- _PROBLEM DESCRIPTION_: All of the data below is to be output exactly as written.

- _INFORMATION_:
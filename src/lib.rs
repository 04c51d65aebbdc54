//! This crate contains the segment-level core of a JPEG decoder.
//!
//! [`Decoder`] walks a JPEG byte stream from its SOI to its EOI marker,
//! builds decoder-ready quantization and Huffman tables from their
//! serialized forms, and reads the entropy-coded segments of every scan
//! into a [`Spectra`] store of spectral coefficients. What comes after the
//! coefficients (dequantization, the inverse DCT, upsampling and color
//! conversion) is deliberately left to the caller, as are arithmetic-coded
//! and hierarchical/lossless streams, which are detected and rejected.
//!
//! # Examples
//!
//! Read the frame geometry of an in-memory stream without touching its
//! entropy-coded data:
//!
//! ```
//! use jpeg_spectra::Decoder;
//!
//! # fn main() -> Result<(), jpeg_spectra::Error> {
//! let mut bytes = vec![0xFF, 0xD8]; // SOI
//! bytes.extend([0xFF, 0xE0, 0x00, 0x10]); // APP0, JFIF 1.1
//! bytes.extend(*b"JFIF\0");
//! bytes.extend([0x01, 0x01, 0x00, 0x00, 0x01, 0x00, 0x01, 0x00, 0x00]);
//! bytes.extend([0xFF, 0xDB, 0x00, 0x43, 0x00]); // DQT into slot 0
//! bytes.extend([0x01; 64]);
//! bytes.extend([0xFF, 0xC0, 0x00, 0x0B, 0x08]); // SOF0, one 8x8 component
//! bytes.extend([0x00, 0x08, 0x00, 0x08, 0x01, 0x01, 0x11, 0x00]);
//!
//! let mut decoder = Decoder::new(bytes.as_slice());
//! decoder.read_info()?;
//!
//! let info = decoder.info().unwrap();
//! assert_eq!((info.width, info.height), (8, 8));
//! # Ok(())
//! # }
//! ```

#![deny(missing_docs)]
#![deny(unsafe_code)]

pub use crate::decoder::{Decoder, ImageInfo};
pub use crate::entropy::{read_entropy_segment, Bitstream};
pub use crate::error::{Error, Result, UnsupportedFeature};
pub use crate::huffman::{Entry, HuffmanTable, HuffmanTableClass};
pub use crate::marker::Marker;
pub use crate::parser::{
    CodingProcess, Component, DensityUnit, Dimensions, FrameInfo, JfifInfo, QuantizationTable,
    ScanComponent, ScanInfo,
};
pub use crate::reader::JpegRead;
pub use crate::spectral::{amplitude, Spectra};

mod context;
mod decoder;
mod entropy;
mod error;
mod huffman;
mod marker;
mod parser;
mod reader;
mod spectral;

- _FINAL ANSWER_:
filename src/lib.rs
repository 04c51d65aebbdc54
//! This crate contains the segment-level core of a JPEG decoder.
//!
//! [`Decoder`] walks a JPEG byte stream from its SOI to its EOI marker,
//! builds decoder-ready quantization and Huffman tables from their
//! serialized forms, and reads the entropy-coded segments of every scan
//! into a [`Spectra`] store of spectral coefficients. What comes after the
//! coefficients (dequantization, the inverse DCT, upsampling and color
//! conversion) is deliberately left to the caller, as are arithmetic-coded
//! and hierarchical/lossless streams, which are detected and rejected.
//!
//! # Examples
//!
//! Read the frame geometry of an in-memory stream without touching its
//! entropy-coded data:
//!
//! ```
//! use jpeg_spectra::Decoder;
//!
//! # fn main() -> Result<(), jpeg_spectra::Error> {
//! let mut bytes = vec![0xFF, 0xD8]; // SOI
//! bytes.extend([0xFF, 0xE0, 0x00, 0x10]); // APP0, JFIF 1.1
//! bytes.extend(*b"JFIF\0");
//! bytes.extend([0x01, 0x01, 0x00, 0x00, 0x01, 0x00, 0x01, 0x00, 0x00]);
//! bytes.extend([0xFF, 0xDB, 0x00, 0x43, 0x00]); // DQT into slot 0
//! bytes.extend([0x01; 64]);
//! bytes.extend([0xFF, 0xC0, 0x00, 0x0B, 0x08]); // SOF0, one 8x8 component
//! bytes.extend([0x00, 0x08, 0x00, 0x08, 0x01, 0x01, 0x11, 0x00]);
//!
//! let mut decoder = Decoder::new(bytes.as_slice());
//! decoder.read_info()?;
//!
//! let info = decoder.info().unwrap();
//! assert_eq!((info.width, info.height), (8, 8));
//! # Ok(())
//! # }
//! ```

#![deny(missing_docs)]
#![deny(unsafe_code)]

pub use crate::decoder::{Decoder, ImageInfo};
pub use crate::entropy::{read_entropy_segment, Bitstream};
pub use crate::error::{Error, Result, UnsupportedFeature};
pub use crate::huffman::{Entry, HuffmanTable, HuffmanTableClass};
pub use crate::marker::Marker;
pub use crate::parser::{
    CodingProcess, Component, DensityUnit, Dimensions, FrameInfo, JfifInfo, QuantizationTable,
    ScanComponent, ScanInfo,
};
pub use crate::reader::JpegRead;
pub use crate::spectral::{amplitude, Spectra};

mod context;
mod decoder;
mod entropy;
mod error;
mod huffman;
mod marker;
mod parser;
mod reader;
mod spectral;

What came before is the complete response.